Rupert Nicholas Vansittart (born 10 February 1958) is an English actor. He has appeared in a variety of roles in film, television, stage and radio, often playing comic characters. He is best known for his role as Lord Ashfordly in the ITV drama Heartbeat (1992–2009) and for playing Lord Yohn Royce in the HBO series Game of Thrones (2014–2019).

==Early life and education==
Vansittart was raised in Cranleigh, Surrey, and is of partial Dutch ancestry. His last name translates as "from Sittard", the latter being the current spelling of Sittart, a city in Limburg, the southernmost province of the Netherlands. He trained at the Central School of Speech and Drama.

==Career==
Vansittart started his acting career in an episode of Bulman in 1985. In 1992, he began playing his regular role as North Yorkshire aristocrat Lord Ashfordly in the police drama series Heartbeat, which he continued to play until 2009. He appeared in Remains of the Day (1993) as Sir Geoffrey Wren, a character based on the 1930s British fascist Oswald Mosley. He appeared in Four Weddings and a Funeral (1994) as George the Boor at the Boatman. He appeared in Braveheart (1995) as Lord Bottoms. He was also cast in the serial Pride and Prejudice (1995) as Mr Hurst, the brother-in-law of Charles and Caroline Bingley.

Vansittart appeared as a guest star in two episodes of Mr. Bean, as well as appearing in The Thin Blue Line and Johnny English Reborn (2011).

In 2002, Vansittart appeared in the Midsomer Murders episode "Market for Murder". He also portrayed General Asquith in the Doctor Who episodes "Aliens of London" and "World War Three". In 2003, he appeared in the West End adaptation of Arsenic and Old Lace. In 2006, Vansittart portrayed Thomas J. Dodd in the BBC three-part drama documentary Nuremberg: Nazis on Trial. In 2007, he appeared in another episode of Midsomer Murders, "The Axeman Cometh". He also appeared in the 2008 BBC serial Spartacus as Consul Lentulus.

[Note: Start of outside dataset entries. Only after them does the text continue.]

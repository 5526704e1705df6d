//! Problem documents: start and goal object records plus an optional policy.
//!
//! ```json
//! {
//!   "start": [{"id": 0, "name": "Table", "shape": "TABLE"}, ...],
//!   "goal":  [...],
//!   "policy": {"max_depth": 4}
//! }
//! ```

use std::path::Path;

use serde::{Deserialize, Serialize};
use tracing::debug;

use blocks_kernel::domain::object::ObjectRecord;
use blocks_kernel::domain::state::Problem;
use blocks_search::{SearchContext, SearchPolicy};

use crate::error::HarnessError;

/// The on-disk problem format.
#[derive(Debug, Clone, PartialEq, Eq, Serialize, Deserialize)]
pub struct ProblemDocument {
    pub start: Vec<ObjectRecord>,
    pub goal: Vec<ObjectRecord>,
    #[serde(default)]
    pub policy: SearchPolicy,
}

impl ProblemDocument {
    /// Validate records and policy into a ready-to-run context.
    ///
    /// # Errors
    ///
    /// Returns [`HarnessError::Search`] for malformed states, mismatched
    /// catalogs or an invalid policy.
    pub fn into_context(self) -> Result<SearchContext, HarnessError> {
        let problem = Problem::from_records(&self.start, &self.goal)?;
        Ok(SearchContext::new(problem, self.policy)?)
    }

    /// The document that describes an existing context.
    #[must_use]
    pub fn from_context(ctx: &SearchContext) -> Self {
        Self {
            start: ctx.problem().start().to_records(),
            goal: ctx.problem().goal().to_records(),
            policy: ctx.policy().clone(),
        }
    }
}

/// Parse and validate a problem document.
///
/// # Errors
///
/// Returns [`HarnessError::Parse`] for malformed JSON, otherwise the
/// validation errors of [`ProblemDocument::into_context`].
pub fn parse_problem(bytes: &[u8]) -> Result<SearchContext, HarnessError> {
    let doc: ProblemDocument =
        serde_json::from_slice(bytes).map_err(|e| HarnessError::parse("problem document", &e))?;
    debug!(
        objects = doc.start.len(),
        max_depth = doc.policy.max_depth,
        "problem_parsed"
    );
    doc.into_context()
}

/// Read, parse and validate a problem document from disk.
///
/// # Errors
///
/// Returns [`HarnessError::Io`] if the file cannot be read, otherwise the
/// errors of [`parse_problem`].
pub fn load_problem(path: &Path) -> Result<SearchContext, HarnessError> {
    let bytes = std::fs::read(path).map_err(|e| HarnessError::io(path, &e))?;
    parse_problem(&bytes)
}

In 2009, Vansittart was cast as Conservative MP Peter Morrison in Margaret, a television film about Margaret Thatcher's life, career, and downfall. Two years later, in The Iron Lady with Meryl Streep, he played Cabinet minister John Biffen. He has also played political characters on stage: in 2014 he was one of the main actors in the cast of Great Britain at the Royal National Theatre.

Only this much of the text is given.